In her home are several small rooms devoted to various activities which keep her very busy. One is a lending library of English books on Jewish subjects. People come, borrow or donate a book, and go on their way. In another is a well-organized collection of costume jewelry, also donated, that she sells for charity. In her spare time she very much enjoys a game of Scrabble.
She came here with her husband 30 years ago, leaving Golders Green, the very Jewish suburb of northwest London, for the sandy wastes of a small central town, but determined to create the London home in her new environment. She and her late husband selected the location – a new building with only three floors on a long narrow plot – because it was near the synagogue he had already chosen.
The shape of the home reflects the strange shape of the piece of land – long and narrow, with windows on three sides, which they liked. The place looks much as it did 30 years ago, with the same gold textured wallpaper still in place, the same wallto- wall carpet, the same books and decorative pieces.
“We were told there would be a problem with the fitted carpet as it can make the place hot, but we’ve never had any trouble with it,” she says. The very English look of the living room has been preserved – but her London garden, of which she was very proud, has been reduced to one luxuriant plant around one of the supporting pillars of the flat, supplemented by some colored plastic flowers semihidden beneath the real overgrowth.

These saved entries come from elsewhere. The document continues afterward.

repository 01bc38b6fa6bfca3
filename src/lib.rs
//! # Mixin API Rust Adapter
//!
//! A Rust adapter for the Mixin storefront management API. It lets a host
//! platform synchronize its catalog with a Mixin store and read back orders
//! with line items it can map onto its own products.
//!
//! ## Overview
//!
//! This crate provides:
//! - Type-safe configuration via [`MixinConfig`] and [`MixinConfigBuilder`]
//! - Validated newtypes for the API key and store URL
//! - An async HTTP client sending `Authorization: Api-Key ...` on every call
//! - Composite identifiers folding a product and variant into one integer
//! - Field masks for updates that leave chosen fields untouched
//! - Exhaustive page-numbered collection fetching
//! - Order assembly that infers each line's variant from its display name
//! - The [`MixinStore`] façade with every host-facing operation
//!
//! ## Quick Start
//!
//! ```rust
//! use mixin_api::{ApiKey, MixinConfig, MixinStore, StoreUrl};
//!
//! let config = MixinConfig::builder()
//!     .api_key(ApiKey::new("your-api-key").unwrap())
//!     .store_url(StoreUrl::new("https://shop.example.com").unwrap())
//!     .build()
//!     .unwrap();
//!
//! let store = MixinStore::new(&config);
//! assert_eq!(store.client().page_size(), 100);
//! ```
//!
//! ## Host Settings
//!
//! Hosts usually keep adapter settings in a flat string map:
//!
//! ```rust
//! use std::collections::HashMap;
//! use mixin_api::{MixinConfig, API_KEY_SETTING};
//!
//! let settings = HashMap::from([(API_KEY_SETTING.to_string(), "your-api-key".to_string())]);
//! let config = MixinConfig::from_settings("https://shop.example.com", &settings).unwrap();
//! assert_eq!(config.store_url().as_ref(), "https://shop.example.com");
//! ```
//!
//! ## Composite Identifiers
//!
//! Products and variants share one id space on the host side:
//!
//! ```rust
//! use mixin_api::rest::CompositeId;
//!
//! let variant = CompositeId::encode(12, 7).unwrap();
//! assert_eq!(variant.decode(), (12, 7));
//!
//! let product = CompositeId::encode(12, 0).unwrap();
//! assert_eq!(product.get(), 78);
//! ```
//!
//! ## Working With Orders
//!
//! ```rust,ignore
//! use mixin_api::store::OrderFilter;
//! use mixin_api::rest::resources::OrderStatus;
//!
//! let filter = OrderFilter {
//!     statuses: vec![OrderStatus::Completed],
//!     ..OrderFilter::default()
//! };
//!
//! for order in store.orders_by_filters(&filter).await? {
//!     for item in &order.items {
//!         println!("order {} line {:?}", order.id, item.composite_id);
//!     }
//! }
//! ```
//!
//! ## Making Raw Requests
//!
//! ```rust,ignore
//! use mixin_api::{HttpMethod, HttpRequest};
//!
//! let request = HttpRequest::builder(HttpMethod::Get, "products/")
//!     .query_param("page", "2")
//!     .build()
//!     .unwrap();
//!
//! let response = store.client().http_client().request(request).await?;
//! ```
//!
//! ## Design Principles
//!
//! - **No global state**: Configuration is instance-based and passed explicitly
//! - **Fail-fast validation**: All newtypes validate on construction
//! - **Thread-safe**: All types are `Send + Sync`
//! - **Async-first**: Designed for use with Tokio async runtime
//! - **Stateless paging**: Every collection call carries its own cursor

pub mod clients;
pub mod config;
pub mod error;
pub mod rest;
pub mod store;

// Re-export public types at crate root for convenience
pub use config::{ApiKey, MixinConfig, MixinConfigBuilder, StoreUrl, API_KEY_SETTING};
pub use error::ConfigError;
pub use store::{MixinStore, OrderFilter};

// Re-export HTTP client types
pub use clients::{
    DataType, HttpClient, HttpError, HttpMethod, HttpRequest, HttpRequestBuilder, HttpResponse,
    InvalidHttpRequestError, RestClient, RestError,
};
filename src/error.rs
//! Error types for the Mixin API adapter.
//!
//! This module contains error types used throughout the crate for configuration
//! and validation errors.
//!
//! # Error Handling
//!
//! All configuration constructors return `Result<T, ConfigError>` to enable
//! fail-fast validation. Error messages are designed to be clear and actionable.
//!
//! # Example
//!
//! ```rust
//! use mixin_api::{ApiKey, ConfigError};
//!
//! let result = ApiKey::new("");
//! assert!(matches!(result, Err(ConfigError::EmptyApiKey)));
//! ```

use thiserror::Error;

/// Errors that can occur during adapter configuration.
///
/// Each variant provides a clear, actionable error message.
#[derive(Debug, Error, Clone, PartialEq, Eq)]
pub enum ConfigError {
    /// API key cannot be empty.
    #[error("API key cannot be empty. Please provide a valid Mixin management API key.")]
    EmptyApiKey,

    /// A required field is missing.
    #[error("Missing required field: '{field}'. This field must be set before building the configuration.")]
    MissingRequiredField {
        /// The name of the missing field.
        field: &'static str,
    },

    /// Store URL is invalid.
    #[error("Invalid store URL '{url}'. Please provide a valid URL with scheme (e.g., 'https://shop.example.com').")]
    InvalidStoreUrl {
        /// The invalid URL that was provided.
        url: String,
    },
}
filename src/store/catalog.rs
//! Product, variant and category operations.

use std::collections::HashSet;

use super::{product_id, search_query, vendor_id, MixinStore};
use crate::rest::resources::{Category, Product, ProductKind, Variant};
use crate::rest::{
    CompositeId, Encoded, FieldCategory, FieldMask, PageCursor, ResourceError, RestResource,
    MAX_PAGE_SIZE,
};

/// Fields a product update never overwrites.
const PRODUCT_UPDATE_GUARDS: [FieldCategory; 2] =
    [FieldCategory::ProductAttributes, FieldCategory::DraftStatus];

/// Fields a variant update never overwrites.
const VARIANT_UPDATE_GUARDS: [FieldCategory; 3] = [
    FieldCategory::ProductName,
    FieldCategory::ProductAttributes,
    FieldCategory::DraftStatus,
];

impl MixinStore {
    /// Creates a product and returns its composite id.
    ///
    /// # Errors
    ///
    /// Returns the classified vendor error if the create is rejected, or
    /// [`ResourceError::UnexpectedBody`] if the response carries no id.
    pub async fn create_product(
        &self,
        product: &Product,
        exclude: &FieldMask,
    ) -> Result<CompositeId, ResourceError> {
        let created = product.create(&self.client, exclude).await?;
        let id = product_id(vendor_id(&created)?)?;

        tracing::debug!(product_id = %id, "Created product");
        Ok(id)
    }

    /// Overwrites the product behind `id`, leaving the masked fields untouched.
    ///
    /// Attributes and the draft flag are never sent. If `exclude` contains
    /// [`FieldCategory::ProductDiscount`], the discount is cleared instead of
    /// kept: the price is reset to the compare-at price.
    ///
    /// # Errors
    ///
    /// Returns the classified vendor error if the update is rejected.
    pub async fn update_product(
        &self,
        id: CompositeId,
        product: &Product,
        exclude: &FieldMask,
    ) -> Result<CompositeId, ResourceError> {
        let outer = id.outer();

        let mut mask = exclude.clone();
        mask.extend(PRODUCT_UPDATE_GUARDS);

        let mut product = product.clone();
        product.id = Some(outer);
        clear_discount(&mut mask, &mut product.price, product.compare_at_price);

        let saved = product.update(&self.client, &[("id", outer)], &mask).await?;
        product_id(saved.id.unwrap_or(outer))
    }

    /// Fetches one product, returned under the caller's id.
    ///
    /// # Errors
    ///
    /// Returns [`ResourceError::NotFound`] if the product does not exist.
    pub async fn product(&self, id: CompositeId) -> Result<Encoded<Product>, ResourceError> {
        let product = Product::find(&self.client, id.outer()).await?;
        Ok(Encoded::new(id, product))
    }

    /// Fetches every product.
    ///
    /// # Errors
    ///
    /// Returns [`ResourceError::UnexpectedBody`] if a listed product has no id.
    pub async fn products(&self) -> Result<Vec<Encoded<Product>>, ResourceError> {
        Product::all(&self.client, None, None)
            .await?
            .into_records()
            .into_iter()
            .map(encode_product)
            .collect()
    }

    /// Counts the products matching an optional vendor-side search.
    ///
    /// # Errors
    ///
    /// Returns [`ResourceError::PathResolutionFailed`] only if the product
    /// resource has no list path.
    pub async fn total_products_count(&self, search: Option<&str>) -> Result<usize, ResourceError> {
        let collected = Product::all(
            &self.client,
            search.map(search_query),
            Some(PageCursor::first(MAX_PAGE_SIZE)),
        )
        .await?;
        Ok(collected.records.len())
    }

    /// Lists the first page of products, minus the given ids.
    ///
    /// # Errors
    ///
    /// Returns the classified vendor error if the page is rejected.
    pub async fn products_excluding(
        &self,
        excluded: &[CompositeId],
    ) -> Result<Vec<Encoded<Product>>, ResourceError> {
        let excluded: HashSet<CompositeId> = excluded.iter().copied().collect();
        let page = Product::first_page(&self.client, None, None).await?;

        let products: Vec<Encoded<Product>> = page
            .result
            .into_iter()
            .map(encode_product)
            .collect::<Result<_, _>>()?;

        Ok(products
            .into_iter()
            .filter(|product| !excluded.contains(&product.id()))
            .collect())
    }

    /// Finds products of `kind` whose name contains `term`, reading from `cursor` on.
    ///
    /// Matching happens locally; a `None` term matches nothing.
    ///
    /// # Errors
    ///
    /// Returns [`ResourceError::UnexpectedBody`] if a matched product has no id.
    pub async fn search_products(
        &self,
        term: Option<&str>,
        kind: ProductKind,
        cursor: PageCursor,
    ) -> Result<Vec<Encoded<Product>>, ResourceError> {
        let Some(term) = term else {
            return Ok(Vec::new());
        };

        Product::all(&self.client, None, Some(cursor))
            .await?
            .into_records()
            .into_iter()
            .filter(|product| kind.matches(product) && product.name_contains(term))
            .map(encode_product)
            .collect()
    }

    /// Fetches every product of `kind` in full detail.
    ///
    /// List entries are abbreviated, so each match is fetched again.
    ///
    /// # Errors
    ///
    /// Returns the first error of any detail fetch.
    pub async fn products_by_kind(
        &self,
        kind: ProductKind,
    ) -> Result<Vec<Encoded<Product>>, ResourceError> {
        let listed = Product::all(&self.client, None, None).await?.into_records();

        let mut detailed = Vec::new();
        for product in listed.iter().filter(|product| kind.matches(product)) {
            let id = product_id(vendor_id(product)?)?;
            detailed.push(self.product(id).await?);
        }

        tracing::debug!(?kind, count = detailed.len(), "Fetched products in detail");
        Ok(detailed)
    }

    /// Searches the vendor for variable products whose name contains `term`.
    ///
    /// # Errors
    ///
    /// Returns [`ResourceError::UnexpectedBody`] if a matched product has no id.
    pub async fn variable_products_by_search(
        &self,
        term: &str,
    ) -> Result<Vec<Encoded<Product>>, ResourceError> {
        Product::all(&self.client, Some(search_query(term)), None)
            .await?
            .into_records()
            .into_iter()
            .filter(|product| ProductKind::Variable.matches(product) && product.name_contains(term))
            .map(encode_product)
            .collect()
    }

    /// Returns the largest product id on the first page, `None` if it is empty.
    ///
    /// # Errors
    ///
    /// Returns the classified vendor error if the page is rejected.
    pub async fn max_product_id(&self) -> Result<Option<CompositeId>, ResourceError> {
        let page = Product::first_page(&self.client, None, None).await?;
        page.result
            .iter()
            .filter_map(|product| product.id)
            .max()
            .map(product_id)
            .transpose()
    }

    /// Fetches every variant of a product under `encode(product, variant)`.
    ///
    /// # Errors
    ///
    /// Returns [`ResourceError::UnexpectedBody`] if a variant has no id.
    pub async fn variations(
        &self,
        product: CompositeId,
    ) -> Result<Vec<Encoded<Variant>>, ResourceError> {
        let outer = product.outer();

        Variant::all_with_parent(&self.client, "product_id", outer, None)
            .await?
            .into_records()
            .into_iter()
            .map(|variant| {
                let id = CompositeId::encode(outer, vendor_id(&variant)?)?;
                Ok(Encoded::new(id, variant))
            })
            .collect()
    }

    /// Overwrites the variant behind `variation`, leaving the masked fields untouched.
    ///
    /// The name, attributes and draft flag are never sent. Discounts are
    /// handled as in [`update_product`](Self::update_product).
    ///
    /// # Errors
    ///
    /// Returns the classified vendor error if the update is rejected.
    pub async fn update_variation(
        &self,
        variation: CompositeId,
        variant: &Variant,
        exclude: &FieldMask,
    ) -> Result<CompositeId, ResourceError> {
        let (outer, inner) = variation.decode();

        let mut mask = exclude.clone();
        mask.extend(VARIANT_UPDATE_GUARDS);

        let mut variant = variant.clone();
        variant.id = Some(inner);
        clear_discount(&mut mask, &mut variant.price, variant.compare_at_price);

        let saved = variant
            .update(&self.client, &[("product_id", outer), ("id", inner)], &mask)
            .await?;
        Ok(CompositeId::encode(outer, saved.id.unwrap_or(inner))?)
    }

    /// Fetches one category.
    ///
    /// # Errors
    ///
    /// Returns [`ResourceError::NotFound`] if the category does not exist.
    pub async fn category(&self, id: i64) -> Result<Category, ResourceError> {
        Category::find(&self.client, id).await
    }

    /// Fetches every category.
    ///
    /// # Errors
    ///
    /// Returns [`ResourceError::PathResolutionFailed`] only if the category
    /// resource has no list path.
    pub async fn categories(&self) -> Result<Vec<Category>, ResourceError> {
        Ok(Category::all(&self.client, None, None).await?.into_records())
    }

    /// Creates a category and returns its vendor id.
    ///
    /// # Errors
    ///
    /// Returns [`ResourceError::VendorRejected`] with
    /// [`RejectionReason::DuplicateName`](crate::rest::RejectionReason::DuplicateName)
    /// or [`RejectionReason::MissingParent`](crate::rest::RejectionReason::MissingParent)
    /// for the vendor's usual refusals.
    pub async fn create_category(
        &self,
        category: &Category,
        exclude: &FieldMask,
    ) -> Result<i64, ResourceError> {
        let created = category.create(&self.client, exclude).await?;
        let id = vendor_id(&created)?;

        tracing::debug!(category_id = id, "Created category");
        Ok(id)
    }

    /// Overwrites a category. The parent link is never sent.
    ///
    /// # Errors
    ///
    /// Returns the classified vendor error if the update is rejected.
    pub async fn update_category(
        &self,
        id: i64,
        category: &Category,
        exclude: &FieldMask,
    ) -> Result<i64, ResourceError> {
        let mut mask = exclude.clone();
        mask.insert(FieldCategory::Sku);

        let saved = category.update(&self.client, &[("id", id)], &mask).await?;
        Ok(saved.id.unwrap_or(id))
    }

    /// Searches categories by name, reading from `cursor` on.
    ///
    /// A `None` term matches nothing.
    ///
    /// # Errors
    ///
    /// Returns [`ResourceError::PathResolutionFailed`] only if the category
    /// resource has no list path.
    pub async fn search_categories(
        &self,
        term: Option<&str>,
        cursor: PageCursor,
    ) -> Result<Vec<Category>, ResourceError> {
        let Some(term) = term else {
            return Ok(Vec::new());
        };

        Ok(Category::all(&self.client, Some(search_query(term)), Some(cursor))
            .await?
            .into_records())
    }

    /// Returns the largest category id on the first page, `None` if it is empty.
    ///
    /// # Errors
    ///
    /// Returns the classified vendor error if the page is rejected.
    pub async fn max_category_id(&self) -> Result<Option<i64>, ResourceError> {
        let page = Category::first_page(&self.client, None, None).await?;
        Ok(page.result.iter().filter_map(|category| category.id).max())
    }
}

/// Tags a listed product with its bare composite id.
fn encode_product(product: Product) -> Result<Encoded<Product>, ResourceError> {
    let id = product_id(vendor_id(&product)?)?;
    Ok(Encoded::new(id, product))
}

/// Resets `price` to the compare-at price when the mask asks to drop the discount.
///
/// The discount category is consumed so the reset price is actually sent.
fn clear_discount(mask: &mut FieldMask, price: &mut Option<i64>, compare_at_price: Option<i64>) {
    if mask.remove(FieldCategory::ProductDiscount) {
        *price = compare_at_price;
    }
}
//! Product resource implementation.
//!
//! Products live at `products/` and are written as whole records. Variants
//! are embedded in product responses but are only writable through the
//! [`Variant`](super::Variant) resource.
//!
//! # Example
//!
//! ```rust,ignore
//! use mixin_api::rest::{FieldMask, RestResource};
//! use mixin_api::rest::resources::{Product, ProductKind};
//!
//! let product = Product::find(&client, 12).await?;
//! assert_eq!(product.kind(), ProductKind::Simple);
//!
//! let products = Product::all(&client, None, None).await?.into_records();
//! ```

use serde::{Deserialize, Serialize};
use serde_json::Value;

use crate::rest::{ResourceOperation, ResourcePath, RestResource};
use crate::HttpMethod;

use super::Variant;

/// How a product's stock is tracked.
#[derive(Debug, Clone, PartialEq, Eq, Serialize, Deserialize, Default)]
#[serde(rename_all = "snake_case")]
pub enum StockType {
    /// Never runs out.
    Unlimited,
    /// Tracked by the `stock` count.
    #[default]
    Limited,
    /// Not available for sale.
    OutOfStock,
    /// Made to order.
    Call,
    /// A value this crate does not know.
    #[serde(other)]
    Unknown,
}

/// Product shape used to filter searches.
#[derive(Debug, Clone, Copy, PartialEq, Eq, Hash, Default)]
pub enum ProductKind {
    /// Every product.
    #[default]
    Any,
    /// Products without variants.
    Simple,
    /// Products with variants.
    Variable,
}

impl ProductKind {
    /// Returns `true` if the product has this shape.
    #[must_use]
    pub const fn matches(self, product: &Product) -> bool {
        match self {
            Self::Any => true,
            Self::Simple => !product.has_variants,
            Self::Variable => product.has_variants,
        }
    }
}

#[derive(Debug, Clone, Serialize, Deserialize, Default, PartialEq)]
pub struct Product {
    #[serde(skip_serializing)]
    pub id: Option<i64>,
    pub name: Option<String>,
    pub english_name: Option<String>,
    pub main_category: Option<i64>,
    #[serde(default)]
    pub other_categories: Option<Vec<i64>>,
    pub price: Option<i64>,
    pub compare_at_price: Option<i64>,
    #[serde(default)]
    pub stock_type: Option<StockType>,
    #[serde(default)]
    pub stock: f64,
    #[serde(default)]
    pub available: bool,
    #[serde(default)]
    pub draft: Option<bool>,
    #[serde(default)]
    pub product_identifier: Option<String>,
    #[serde(default)]
    pub description: Option<String>,
    #[serde(default)]
    pub analysis: Option<String>,
    #[serde(default, skip_serializing)]
    pub has_variants: bool,
    #[serde(default, skip_serializing)]
    pub images: Vec<Value>,
    #[serde(default, skip_serializing)]
    pub variants: Vec<Variant>,
}

impl Product {
    /// Returns the product's shape.
    #[must_use]
    pub const fn kind(&self) -> ProductKind {
        if self.has_variants {
            ProductKind::Variable
        } else {
            ProductKind::Simple
        }
    }

    /// Returns the display name, falling back to the English name.
    #[must_use]
    pub fn display_name(&self) -> Option<&str> {
        self.name.as_deref().or(self.english_name.as_deref())
    }

    /// Returns `true` if the display name contains `term`.
    #[must_use]
    pub fn name_contains(&self, term: &str) -> bool {
        self.display_name().is_some_and(|name| name.contains(term))
    }
}

impl RestResource for Product {
    const NAME: &'static str = "Product";

    const PATHS: &'static [ResourcePath] = &[
        ResourcePath::new(
            HttpMethod::Get,
            ResourceOperation::Find,
            &["id"],
            "products/{id}/",
        ),
        ResourcePath::new(HttpMethod::Get, ResourceOperation::All, &[], "products/"),
        ResourcePath::new(
            HttpMethod::Post,
            ResourceOperation::Create,
            &[],
            "products/",
        ),
        ResourcePath::new(
            HttpMethod::Put,
            ResourceOperation::Update,
            &["id"],
            "products/{id}/",
        ),
    ];

    fn get_id(&self) -> Option<i64> {
        self.id
    }
}
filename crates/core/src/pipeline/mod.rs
pub mod cancel;
pub mod capture_session;
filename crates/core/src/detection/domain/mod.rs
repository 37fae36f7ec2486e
pub mod detection;
pub mod object_detector;
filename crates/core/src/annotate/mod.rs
pub mod domain;
pub mod infrastructure;
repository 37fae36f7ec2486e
/// A single detected object: axis-aligned box in frame pixels, COCO class id
/// and raw model confidence.
#[derive(Clone, Debug, PartialEq)]
pub struct Detection {
    pub x: i32,
    pub y: i32,
    pub width: i32,
    pub height: i32,
    pub class_id: usize,
    pub score: f64,
}

impl Detection {
    pub fn iou(&self, other: &Detection) -> f64 {
        let ix1 = self.x.max(other.x);
        let iy1 = self.y.max(other.y);
        let ix2 = (self.x + self.width).min(other.x + other.width);
        let iy2 = (self.y + self.height).min(other.y + other.height);

        let inter = (ix2 - ix1).max(0) as f64 * (iy2 - iy1).max(0) as f64;
        if inter == 0.0 {
            return 0.0;
        }

        let area_a = self.width as f64 * self.height as f64;
        let area_b = other.width as f64 * other.height as f64;
        inter / (area_a + area_b - inter)
    }
}
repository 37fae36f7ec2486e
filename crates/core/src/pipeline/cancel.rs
use std::sync::atomic::{AtomicBool, Ordering};
use std::sync::Arc;

/// Cooperative cancellation token shared between a controller and the
/// capture worker it spawned.
///
/// Clones observe the same flag. The worker checks once per loop iteration;
/// at most one in-flight frame cycle completes after a cancel request.
/// Cancelling twice is indistinguishable from cancelling once.
#[derive(Clone, Debug, Default)]
pub struct CancelToken {
    flag: Arc<AtomicBool>,
}

impl CancelToken {
    pub fn new() -> Self {
        Self::default()
    }

    pub fn cancel(&self) {
        self.flag.store(true, Ordering::Relaxed);
    }

    pub fn is_cancelled(&self) -> bool {
        self.flag.load(Ordering::Relaxed)
    }
}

She always loved art and won a scholarship to art college while still at grammar school. She managed to study for two years, but World War II intervened and she was called up.
“There weren’t that many options for women who wanted to be able to keep Shabbat,” she said. “I wanted to be a land girl but had to settle for work in a factory. I spent the war making bullets and later assembling gyro indicators.”
Besides her own paintings the apartment is full of the work of a Russian immigrant painter who painted rabbinical scenes, and her own daughter-in-law’s work, more often than not with a Jewish theme.
THE LOUNGE suite was the latest style in 1980, a Maralunga Italian set, still made today, with built-in cushions that are adaptable, making it very comfortable.
It is upholstered in a dusty blue hardwearing material and when they wanted to re-cover the dining chairs with the same material they were able to order it and have it sent from Italy.
The living room is a repository for many sacred books and she shows me a 200-year-old Gemara that has pride of place on one of the shelves.
“We started to have them rebound, and did one, then we realized they were losing all their beauty and authenticity, so we left them as they were,” she tells me.
Because of the unusual shape of the apartment, she has divided up the long narrow stretch of space with a draped curtain on either side of a small inner room, to reduce the clinical feel of what is essentially a corridor. This effectively softens the look. In this small room, where afternoon tea is served on delicate china, she keeps a paperweight collection under the window.
Between the white wood kitchen and the small dining area they built a glass cupboard so that while working in the kitchen she was not cut off but could feel a part of what was going on in the rest of the home. Here she keeps more treasures, including an early printed Hebrew Bible dating from the 16th century. The kitchen has plenty of storage and she brings out some of the antique china to show me.
“This is the meat service we used when I was a little,” she says. “It’s Villeroy and Boch and easily a hundred years old. It always gives me pleasure to use things belonging to my grandmother that I saw as a child.”
The bedroom is also carpeted and the furniture is painted a smooth shiny white. Here she keeps old porcelain and other pieces, and of course more paintings.
It is all very tasteful and the whole apartment exudes an air of tranquility and times past.
“I have simple tastes,” says this wonderful lady, old only in biological years, her eyes twinkling; “I only like the best.”